# MY LIFEROX!!!!!



## spoiledrottenpenner (Mar 26, 2007)

i got up at 8:00 this morning andstarted getting ready to go to the penning and my horse would not load we tryed forever by the time we got her loaded it was 2:00 and and the penning started at 1:00 i got there and because i was so late i only rode once after i went throught all the trouble it was crazy...  but i had fun after i got htere and was with my friends... the horse that i ride is a sorrel and she looks good but i want her to look very good for the shows how do i slick her off better??? please help!!!!!!!!!!


----------



## spoiledrottenpenner (Mar 26, 2007)

hi it's me again, i am training a 2 yr old stud colt he is doing great.. so much fun i have trained a few horses before but none like this he is so smart and willing to do anything i ask him he is doing great.. when i got him about 2 months ago he was not even halter broke but he caught on to everything so fast. today i was working him and he was doing so great that i decided to get on him and c how he did OMG he was awesome did everything i asked i luv my baby... i will keep u posted on his progress.


----------



## spoiledrottenpenner (Mar 26, 2007)

my baby boy is doin awesome comin around great... fell free to post anything


----------



## Rachluvshorses4eva (Apr 11, 2007)

Hi!

Well done that your training a 2 year old! 8) 
If you have a problem with loading your horse I can help if you want.

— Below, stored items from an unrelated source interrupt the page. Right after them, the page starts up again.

//! Compiler worker abstraction.
//!
//! A [`Worker`] answers one [`RenderMessage`] at a time. The queue owns at
//! most one worker and asks its [`WorkerFactory`] for a fresh one whenever
//! the previous one died.

use std::future::Future;
use std::process::{ExitStatus, Stdio};

use thiserror::Error;
use tokio::io::{AsyncBufReadExt, AsyncWriteExt, BufReader};
use tokio::process::{Child, ChildStdin, ChildStdout, Command};

use super::protocol::{Decoded, RenderMessage, WorkerReply, decode_line};

/// Process-level worker failures. Compiler errors are not failures; they
/// arrive as [`WorkerReply::Failure`].
#[derive(Debug, Error)]
pub enum WorkerFailure {
    #[error("failed to start compiler `{command}`: {source}")]
    Spawn {
        command: String,
        #[source]
        source: std::io::Error,
    },

    #[error("compiler I/O error: {0}")]
    Io(#[from] std::io::Error),

    #[error("malformed compiler response: {0}")]
    Protocol(String),

    #[error("{}", exit_detail(.code, .signal))]
    Exited {
        code: Option<i32>,
        signal: Option<String>,
    },
}

impl WorkerFailure {
    pub fn from_status(status: ExitStatus) -> Self {
        Self::Exited {
            code: status.code(),
            signal: signal_name(status),
        }
    }
}

/// A long-lived compiler.
pub trait Worker: Send + 'static {
    /// Render one request. Cancel-safe: dropping the future abandons the
    /// request, after which the worker must be killed.
    fn render(
        &mut self,
        message: &RenderMessage,
    ) -> impl Future<Output = Result<WorkerReply, WorkerFailure>> + Send;

    /// Whether the worker can take another request.
    fn is_alive(&mut self) -> bool;

    /// Forcibly terminate the worker.
    fn kill(&mut self) -> impl Future<Output = ()> + Send;
}

/// Creates workers on demand.
pub trait WorkerFactory: Send + Sync + 'static {
    type Worker: Worker;

    fn spawn(&self) -> Result<Self::Worker, WorkerFailure>;
}

// ============================================================================
// Child process worker
// ============================================================================

/// A child process speaking the line protocol on stdin/stdout.
pub struct ProcessWorker {
    child: Child,
    stdin: ChildStdin,
    stdout: BufReader<ChildStdout>,
    line: String,
}

impl ProcessWorker {
    pub fn spawn(command: &[String]) -> Result<Self, WorkerFailure> {
        let display = command.join(" ");
        let (program, args) = command.split_first().ok_or_else(|| WorkerFailure::Spawn {
            command: display.clone(),
            source: std::io::Error::new(std::io::ErrorKind::InvalidInput, "empty command"),
        })?;

        let mut child = Command::new(program)
            .args(args)
            .stdin(Stdio::piped())
            .stdout(Stdio::piped())
            .stderr(Stdio::inherit())
            .kill_on_drop(true)
            .spawn()
            .map_err(|source| WorkerFailure::Spawn {
                command: display.clone(),
                source,
            })?;

        let (Some(stdin), Some(stdout)) = (child.stdin.take(), child.stdout.take()) else {
            return Err(WorkerFailure::Protocol("worker pipes unavailable".into()));
        };

        crate::debug!("queue"; "spawned worker `{}` (pid {:?})", display, child.id());
        Ok(Self {
            child,
            stdin,
            stdout: BufReader::new(stdout),
            line: String::new(),
        })
    }

    async fn exit_failure(&mut self) -> WorkerFailure {
        match self.child.wait().await {
            Ok(status) => WorkerFailure::from_status(status),
            Err(e) => WorkerFailure::Io(e),
        }
    }
}

impl Worker for ProcessWorker {
    async fn render(&mut self, message: &RenderMessage) -> Result<WorkerReply, WorkerFailure> {
        let request = message
            .to_line()
            .map_err(|e| WorkerFailure::Protocol(e.to_string()))?;
        if let Err(e) = self.stdin.write_all(request.as_bytes()).await {
            crate::debug!("queue"; "worker write failed: {}", e);
            return Err(self.exit_failure().await);
        }
        self.stdin.flush().await?;

        loop {
            self.line.clear();
            if self.stdout.read_line(&mut self.line).await? == 0 {
                return Err(self.exit_failure().await);
            }
            let line = self.line.trim();
            if line.is_empty() {
                continue;
            }
            match decode_line(line).map_err(|e| WorkerFailure::Protocol(e.to_string()))? {
                Decoded::Reply(reply) => return Ok(reply),
                Decoded::Exit(code) => {
                    crate::debug!("queue"; "worker announced exit code {}", code);
                    let _ = self.child.wait().await;
                    return Err(WorkerFailure::Exited {
                        code: Some(code),
                        signal: None,
                    });
                }
                Decoded::Skip => {}
            }
        }
    }

    fn is_alive(&mut self) -> bool {
        matches!(self.child.try_wait(), Ok(None))
    }

    async fn kill(&mut self) {
        if let Err(e) = self.child.kill().await {
            crate::debug!("queue"; "kill worker: {}", e);
        }
    }
}

fn exit_detail(code: &Option<i32>, signal: &Option<String>) -> String {
    match (signal, code) {
        (Some(signal), _) => format!("signal={signal}"),
        (None, Some(code)) => format!("exit code {code}"),
        (None, None) => "signal=null".to_string(),
    }
}

/// Signal name for a killed process, e.g. `SIGKILL`.
#[cfg(unix)]
fn signal_name(status: ExitStatus) -> Option<String> {
    use std::os::unix::process::ExitStatusExt;

    status.signal().map(|sig| {
        match sig {
            1 => "SIGHUP",
            2 => "SIGINT",
            6 => "SIGABRT",
            9 => "SIGKILL",
            11 => "SIGSEGV",
            15 => "SIGTERM",
            _ => return format!("SIG{sig}"),
        }
        .to_string()
    })
}

#[cfg(not(unix))]
fn signal_name(_status: ExitStatus) -> Option<String> {
    None
}
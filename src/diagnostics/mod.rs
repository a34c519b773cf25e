//! Compile diagnostics.
//!
//! [`CompileError`] is the one error shape that flows from the compiler to
//! the editor. [`ErrorReconciler`] re-homes errors reported against
//! partials and answers pending scan tickets.

mod reconcile;

pub use reconcile::{ErrorReconciler, ScanTicket};

use std::fmt;
use std::path::{Path, PathBuf};

use serde::Serialize;

/// Prefix of every synthesized process-failure message.
pub const FATAL_PREFIX: &str = "Fatal compiler error";

#[derive(Debug, Clone, Copy, PartialEq, Eq, Default, Serialize)]
#[serde(rename_all = "lowercase")]
pub enum Severity {
    #[default]
    Error,
    Warning,
}

/// Zero-based error position. `line == None` means "do not highlight".
#[derive(Debug, Clone, Copy, PartialEq, Eq, Default, Serialize)]
pub struct ErrorPos {
    pub line: Option<usize>,
    pub ch: usize,
}

impl ErrorPos {
    pub const fn at(line: usize, ch: usize) -> Self {
        Self {
            line: Some(line),
            ch,
        }
    }
}

/// A compiler error or warning attributed to a real project file.
#[derive(Debug, Clone, PartialEq, Eq, Serialize)]
#[serde(rename_all = "camelCase")]
pub struct CompileError {
    pub path: PathBuf,
    pub pos: ErrorPos,
    pub message: String,
    pub severity: Severity,
    /// Unmodified compiler output.
    pub error_string: String,
}

impl CompileError {
    pub fn new(path: impl Into<PathBuf>, pos: ErrorPos, message: impl Into<String>) -> Self {
        let message = message.into();
        Self {
            path: path.into(),
            pos,
            error_string: message.clone(),
            message,
            severity: Severity::Error,
        }
    }

    /// A process-level failure with no meaningful line.
    pub fn fatal(path: &Path, detail: impl fmt::Display) -> Self {
        Self::new(
            path,
            ErrorPos { line: None, ch: 0 },
            format!("{FATAL_PREFIX}, {detail}"),
        )
    }

    pub fn is_fatal(&self) -> bool {
        self.message.starts_with(FATAL_PREFIX)
    }

    pub fn is_warning(&self) -> bool {
        self.severity == Severity::Warning
    }
}

impl fmt::Display for CompileError {
    fn fmt(&self, f: &mut fmt::Formatter<'_>) -> fmt::Result {
        match self.pos.line {
            Some(line) => write!(f, "{}:{}: {}", self.path.display(), line + 1, self.message),
            None => write!(f, "{}: {}", self.path.display(), self.message),
        }
    }
}

/// Outcome of one error scan.
#[derive(Debug, Clone, PartialEq, Eq, Default, Serialize)]
pub struct ScanResult {
    pub errors: Vec<CompileError>,
    /// The scan was superseded by a newer one; `errors` is meaningless.
    pub aborted: bool,
}

impl ScanResult {
    pub fn aborted() -> Self {
        Self {
            errors: Vec::new(),
            aborted: true,
        }
    }

    pub fn completed(errors: Vec<CompileError>) -> Self {
        Self {
            errors,
            aborted: false,
        }
    }
}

Hmmmm.
First of all if your float has 2 doors. You know, one at the front and one at the back. Then open them both up. Walk your horse near the float but turn her away. Do this several times until she/he gets used to it. Each time you walk up near it get closer and closer. If she goes with you then give her a treat or nice big pat. Stand in the float showing her nothing is wrong. Then grab her and walk her in one side and out the other. Keep doing this several times as well. If she does go in then reward her then as well with a carrot or an apple. If after this and doesn't work search float help or something on the internet. Also please post back if it does work or not, because in a horse magazine there is floating help and I can tell you the method for that if you want.

Good Luck!  :lol:


----------



## KANSAS_TWISTER (Feb 23, 2007)

i know how you feel i have 2 mares will not load up as fast as i need them too.....one has to be lounged un till she is too tired and not aware of her suroundings and then she'll load up and abby will take days to load, my husband is about the only one who can load her, i some time have to use the rope trick with her (snap lounge ling on eye hook ( tail gaurd on trailer) get some one to lead in and slip line around but and encourge loading but do not tie that other end... :lol: works for me all the time.......how do you like penning...trying to get my daughter in to that this summer


----------



## spoiledrottenpenner (Mar 26, 2007)

hey guys thanx but he loads great any other suggestions


----------